Assigned task: In the listing below, pick out lines with "attempt".

Data records:
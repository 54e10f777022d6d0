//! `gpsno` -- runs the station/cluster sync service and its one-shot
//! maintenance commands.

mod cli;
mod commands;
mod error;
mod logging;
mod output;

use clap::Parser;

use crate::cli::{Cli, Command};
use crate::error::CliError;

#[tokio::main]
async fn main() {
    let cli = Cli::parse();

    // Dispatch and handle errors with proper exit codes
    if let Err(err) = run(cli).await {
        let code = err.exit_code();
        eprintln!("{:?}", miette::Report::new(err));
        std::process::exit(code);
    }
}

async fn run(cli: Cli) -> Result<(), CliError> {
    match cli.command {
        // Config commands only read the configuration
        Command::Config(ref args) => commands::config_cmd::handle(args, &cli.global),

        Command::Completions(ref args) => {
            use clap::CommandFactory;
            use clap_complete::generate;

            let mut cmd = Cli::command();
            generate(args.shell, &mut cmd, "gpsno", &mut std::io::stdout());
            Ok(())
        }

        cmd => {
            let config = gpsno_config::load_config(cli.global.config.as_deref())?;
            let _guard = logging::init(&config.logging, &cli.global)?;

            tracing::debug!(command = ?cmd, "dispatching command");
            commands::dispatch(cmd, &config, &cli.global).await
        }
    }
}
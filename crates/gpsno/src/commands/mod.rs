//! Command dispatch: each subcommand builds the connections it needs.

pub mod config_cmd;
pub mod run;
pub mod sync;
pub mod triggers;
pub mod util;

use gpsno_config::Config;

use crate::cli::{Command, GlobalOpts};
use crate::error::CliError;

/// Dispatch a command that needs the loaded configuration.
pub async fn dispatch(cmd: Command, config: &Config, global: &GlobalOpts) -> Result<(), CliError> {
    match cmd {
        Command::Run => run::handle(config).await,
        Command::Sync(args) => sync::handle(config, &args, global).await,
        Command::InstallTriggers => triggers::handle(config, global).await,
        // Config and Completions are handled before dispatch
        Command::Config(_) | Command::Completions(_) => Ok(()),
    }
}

...

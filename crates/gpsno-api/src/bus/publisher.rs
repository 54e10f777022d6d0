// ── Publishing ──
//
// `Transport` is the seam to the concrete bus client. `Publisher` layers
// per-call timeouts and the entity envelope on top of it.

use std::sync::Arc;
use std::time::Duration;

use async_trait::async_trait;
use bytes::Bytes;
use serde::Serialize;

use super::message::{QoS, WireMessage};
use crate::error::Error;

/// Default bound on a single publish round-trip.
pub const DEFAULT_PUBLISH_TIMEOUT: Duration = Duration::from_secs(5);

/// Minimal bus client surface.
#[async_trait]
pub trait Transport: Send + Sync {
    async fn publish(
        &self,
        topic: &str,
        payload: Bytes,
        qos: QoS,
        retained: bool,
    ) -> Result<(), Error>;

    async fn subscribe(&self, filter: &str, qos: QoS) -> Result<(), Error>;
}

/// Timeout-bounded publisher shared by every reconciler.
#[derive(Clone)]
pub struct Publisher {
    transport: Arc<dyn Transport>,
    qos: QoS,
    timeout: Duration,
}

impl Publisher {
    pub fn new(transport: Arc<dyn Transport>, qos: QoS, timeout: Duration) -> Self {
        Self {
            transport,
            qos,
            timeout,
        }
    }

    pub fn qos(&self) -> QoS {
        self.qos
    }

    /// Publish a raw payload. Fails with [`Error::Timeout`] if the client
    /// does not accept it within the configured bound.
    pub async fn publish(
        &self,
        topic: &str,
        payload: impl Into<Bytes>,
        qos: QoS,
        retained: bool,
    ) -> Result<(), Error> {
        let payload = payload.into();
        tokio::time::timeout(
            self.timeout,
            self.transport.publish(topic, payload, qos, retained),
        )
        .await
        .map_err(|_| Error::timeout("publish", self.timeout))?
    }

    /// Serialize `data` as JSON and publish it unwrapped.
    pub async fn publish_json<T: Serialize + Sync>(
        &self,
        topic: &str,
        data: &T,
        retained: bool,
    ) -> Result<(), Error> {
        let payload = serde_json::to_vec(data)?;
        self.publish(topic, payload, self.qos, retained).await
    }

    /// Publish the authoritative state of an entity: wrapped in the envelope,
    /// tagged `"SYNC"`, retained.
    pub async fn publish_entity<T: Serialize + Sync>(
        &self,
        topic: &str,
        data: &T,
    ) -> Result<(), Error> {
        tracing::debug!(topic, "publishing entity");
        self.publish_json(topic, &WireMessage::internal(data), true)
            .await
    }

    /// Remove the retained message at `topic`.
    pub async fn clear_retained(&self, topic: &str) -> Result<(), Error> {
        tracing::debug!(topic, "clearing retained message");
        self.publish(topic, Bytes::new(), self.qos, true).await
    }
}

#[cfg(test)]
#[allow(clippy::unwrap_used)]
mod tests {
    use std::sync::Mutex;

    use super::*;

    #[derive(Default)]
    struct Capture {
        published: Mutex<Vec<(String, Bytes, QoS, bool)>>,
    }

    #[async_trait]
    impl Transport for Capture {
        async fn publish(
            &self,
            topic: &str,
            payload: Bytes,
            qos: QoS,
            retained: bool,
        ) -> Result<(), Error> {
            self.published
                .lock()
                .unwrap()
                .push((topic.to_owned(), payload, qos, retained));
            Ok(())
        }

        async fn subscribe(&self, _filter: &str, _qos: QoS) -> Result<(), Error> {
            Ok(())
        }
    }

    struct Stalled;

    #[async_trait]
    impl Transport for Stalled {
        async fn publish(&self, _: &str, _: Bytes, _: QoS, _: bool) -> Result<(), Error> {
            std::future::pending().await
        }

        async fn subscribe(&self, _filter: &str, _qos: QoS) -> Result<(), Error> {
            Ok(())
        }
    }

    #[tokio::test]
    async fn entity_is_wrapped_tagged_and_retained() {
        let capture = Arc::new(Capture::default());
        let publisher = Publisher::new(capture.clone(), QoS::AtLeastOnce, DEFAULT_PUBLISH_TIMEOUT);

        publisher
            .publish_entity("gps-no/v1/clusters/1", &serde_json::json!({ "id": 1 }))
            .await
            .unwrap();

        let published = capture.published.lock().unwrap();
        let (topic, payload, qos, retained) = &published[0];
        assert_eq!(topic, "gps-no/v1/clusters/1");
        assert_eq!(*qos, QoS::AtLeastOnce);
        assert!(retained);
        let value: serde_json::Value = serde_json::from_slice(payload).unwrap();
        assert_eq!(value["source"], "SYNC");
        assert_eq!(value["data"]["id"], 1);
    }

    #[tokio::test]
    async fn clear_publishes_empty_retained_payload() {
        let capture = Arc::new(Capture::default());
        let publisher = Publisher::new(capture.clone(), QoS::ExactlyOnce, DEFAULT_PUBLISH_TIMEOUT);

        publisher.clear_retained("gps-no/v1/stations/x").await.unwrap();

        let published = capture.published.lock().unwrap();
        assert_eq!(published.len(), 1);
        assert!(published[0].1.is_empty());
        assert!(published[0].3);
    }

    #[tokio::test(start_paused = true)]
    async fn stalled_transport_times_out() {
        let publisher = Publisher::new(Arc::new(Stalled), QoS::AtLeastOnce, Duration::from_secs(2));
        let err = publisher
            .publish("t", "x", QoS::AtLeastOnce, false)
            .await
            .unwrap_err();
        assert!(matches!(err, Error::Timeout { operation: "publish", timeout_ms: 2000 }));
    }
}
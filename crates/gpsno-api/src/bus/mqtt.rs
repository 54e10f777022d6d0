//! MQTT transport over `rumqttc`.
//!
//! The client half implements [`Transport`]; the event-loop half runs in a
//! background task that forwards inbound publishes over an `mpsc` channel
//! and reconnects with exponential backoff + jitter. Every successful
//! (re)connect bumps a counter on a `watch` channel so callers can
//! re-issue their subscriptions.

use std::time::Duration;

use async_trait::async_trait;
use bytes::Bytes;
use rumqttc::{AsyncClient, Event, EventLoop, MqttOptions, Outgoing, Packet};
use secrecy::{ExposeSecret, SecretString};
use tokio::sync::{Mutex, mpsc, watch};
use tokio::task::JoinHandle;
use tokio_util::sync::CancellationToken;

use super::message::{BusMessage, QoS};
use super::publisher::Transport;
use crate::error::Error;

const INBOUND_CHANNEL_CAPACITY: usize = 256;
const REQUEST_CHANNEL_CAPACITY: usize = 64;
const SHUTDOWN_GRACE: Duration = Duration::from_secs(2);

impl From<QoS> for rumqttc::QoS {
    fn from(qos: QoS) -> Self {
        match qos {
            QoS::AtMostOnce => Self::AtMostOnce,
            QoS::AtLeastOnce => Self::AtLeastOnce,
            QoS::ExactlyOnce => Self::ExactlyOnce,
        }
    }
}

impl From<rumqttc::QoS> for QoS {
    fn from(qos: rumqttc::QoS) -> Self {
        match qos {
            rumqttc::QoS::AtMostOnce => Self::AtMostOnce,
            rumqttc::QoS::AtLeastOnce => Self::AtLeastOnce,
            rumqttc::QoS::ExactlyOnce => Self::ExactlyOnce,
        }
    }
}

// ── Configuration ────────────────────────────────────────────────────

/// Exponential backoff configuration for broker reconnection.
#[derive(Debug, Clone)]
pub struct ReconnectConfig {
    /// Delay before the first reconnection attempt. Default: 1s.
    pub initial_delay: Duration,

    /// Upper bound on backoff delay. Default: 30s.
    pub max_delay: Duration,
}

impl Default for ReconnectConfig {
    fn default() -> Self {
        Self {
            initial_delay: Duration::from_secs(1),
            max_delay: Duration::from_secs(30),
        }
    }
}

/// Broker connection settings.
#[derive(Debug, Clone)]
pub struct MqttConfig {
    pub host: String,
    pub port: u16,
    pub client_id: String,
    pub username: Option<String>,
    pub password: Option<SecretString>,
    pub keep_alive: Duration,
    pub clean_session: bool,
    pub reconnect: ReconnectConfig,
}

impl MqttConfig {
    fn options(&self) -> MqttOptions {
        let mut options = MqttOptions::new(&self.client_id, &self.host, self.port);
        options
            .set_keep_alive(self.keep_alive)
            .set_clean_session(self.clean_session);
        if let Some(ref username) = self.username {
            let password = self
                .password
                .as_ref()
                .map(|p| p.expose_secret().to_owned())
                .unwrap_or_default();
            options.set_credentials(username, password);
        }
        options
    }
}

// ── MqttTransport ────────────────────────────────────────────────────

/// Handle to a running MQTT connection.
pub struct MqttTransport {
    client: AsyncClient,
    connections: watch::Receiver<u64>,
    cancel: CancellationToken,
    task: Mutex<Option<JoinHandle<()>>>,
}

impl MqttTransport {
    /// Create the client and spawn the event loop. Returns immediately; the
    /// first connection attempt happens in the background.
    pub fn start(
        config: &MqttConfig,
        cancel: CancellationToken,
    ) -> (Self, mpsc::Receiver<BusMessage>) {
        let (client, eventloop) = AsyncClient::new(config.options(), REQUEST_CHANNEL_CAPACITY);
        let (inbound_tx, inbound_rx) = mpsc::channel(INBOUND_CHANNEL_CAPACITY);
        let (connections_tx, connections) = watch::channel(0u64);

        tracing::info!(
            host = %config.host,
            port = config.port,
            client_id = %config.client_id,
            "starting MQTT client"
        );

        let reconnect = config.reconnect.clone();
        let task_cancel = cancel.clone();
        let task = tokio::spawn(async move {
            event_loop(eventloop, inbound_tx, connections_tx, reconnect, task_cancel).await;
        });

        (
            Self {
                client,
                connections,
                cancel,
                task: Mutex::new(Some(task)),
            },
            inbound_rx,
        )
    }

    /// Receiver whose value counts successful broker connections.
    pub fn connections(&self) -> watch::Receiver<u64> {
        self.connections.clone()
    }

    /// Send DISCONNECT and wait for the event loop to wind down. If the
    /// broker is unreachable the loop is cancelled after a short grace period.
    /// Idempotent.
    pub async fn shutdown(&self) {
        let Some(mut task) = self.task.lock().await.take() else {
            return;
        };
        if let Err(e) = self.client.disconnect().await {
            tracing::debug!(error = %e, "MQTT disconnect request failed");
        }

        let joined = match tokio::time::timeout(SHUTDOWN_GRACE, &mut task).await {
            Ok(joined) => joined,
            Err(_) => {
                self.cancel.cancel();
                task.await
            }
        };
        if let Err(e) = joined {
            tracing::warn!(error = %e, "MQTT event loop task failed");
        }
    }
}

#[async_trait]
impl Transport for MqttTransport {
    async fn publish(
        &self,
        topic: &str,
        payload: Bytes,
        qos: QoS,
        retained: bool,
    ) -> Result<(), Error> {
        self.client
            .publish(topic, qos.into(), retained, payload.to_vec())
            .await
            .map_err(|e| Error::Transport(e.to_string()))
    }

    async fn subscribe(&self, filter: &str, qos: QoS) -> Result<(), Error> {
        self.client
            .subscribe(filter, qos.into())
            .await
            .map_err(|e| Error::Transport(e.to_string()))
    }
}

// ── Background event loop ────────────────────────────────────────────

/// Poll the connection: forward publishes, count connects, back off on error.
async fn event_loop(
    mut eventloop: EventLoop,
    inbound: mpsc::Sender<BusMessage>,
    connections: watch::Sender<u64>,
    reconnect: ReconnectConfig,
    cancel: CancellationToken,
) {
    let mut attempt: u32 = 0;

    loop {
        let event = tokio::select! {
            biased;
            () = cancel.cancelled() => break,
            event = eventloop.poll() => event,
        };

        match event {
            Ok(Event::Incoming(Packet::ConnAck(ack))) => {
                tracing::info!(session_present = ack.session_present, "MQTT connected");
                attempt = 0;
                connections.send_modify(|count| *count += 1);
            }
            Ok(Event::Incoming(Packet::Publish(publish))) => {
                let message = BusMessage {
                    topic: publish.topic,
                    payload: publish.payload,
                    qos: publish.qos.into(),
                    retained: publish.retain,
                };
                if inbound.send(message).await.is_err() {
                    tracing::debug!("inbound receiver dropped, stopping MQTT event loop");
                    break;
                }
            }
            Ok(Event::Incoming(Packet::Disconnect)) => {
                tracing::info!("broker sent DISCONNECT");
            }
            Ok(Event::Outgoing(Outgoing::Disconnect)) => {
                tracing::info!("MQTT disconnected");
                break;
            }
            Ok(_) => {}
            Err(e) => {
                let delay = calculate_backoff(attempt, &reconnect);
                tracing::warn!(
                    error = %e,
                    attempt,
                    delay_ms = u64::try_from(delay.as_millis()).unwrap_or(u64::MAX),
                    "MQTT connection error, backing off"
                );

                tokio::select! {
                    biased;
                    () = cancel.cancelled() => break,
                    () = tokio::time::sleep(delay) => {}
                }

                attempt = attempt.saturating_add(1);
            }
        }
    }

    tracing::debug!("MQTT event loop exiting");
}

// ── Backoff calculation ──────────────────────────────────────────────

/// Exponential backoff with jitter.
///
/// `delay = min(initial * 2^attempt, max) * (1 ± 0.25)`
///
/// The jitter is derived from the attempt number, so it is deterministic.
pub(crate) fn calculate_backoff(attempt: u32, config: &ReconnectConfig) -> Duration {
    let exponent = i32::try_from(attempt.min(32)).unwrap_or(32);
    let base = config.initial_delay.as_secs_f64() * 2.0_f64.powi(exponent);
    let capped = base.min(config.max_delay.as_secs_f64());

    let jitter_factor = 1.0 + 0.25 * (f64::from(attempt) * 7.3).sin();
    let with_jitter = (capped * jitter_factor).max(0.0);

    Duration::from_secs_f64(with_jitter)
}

Solution:
    /// Delay before the first reconnection attempt. Default: 1s.
    /// first connection attempt happens in the background.
    let mut attempt: u32 = 0;
                attempt = 0;
                let delay = calculate_backoff(attempt, &reconnect);
                    attempt,
                attempt = attempt.saturating_add(1);
/// `delay = min(initial * 2^attempt, max) * (1 ± 0.25)`
/// The jitter is derived from the attempt number, so it is deterministic.
pub(crate) fn calculate_backoff(attempt: u32, config: &ReconnectConfig) -> Duration {
    let exponent = i32::try_from(attempt.min(32)).unwrap_or(32);
    let jitter_factor = 1.0 + 0.25 * (f64::from(attempt) * 7.3).sin();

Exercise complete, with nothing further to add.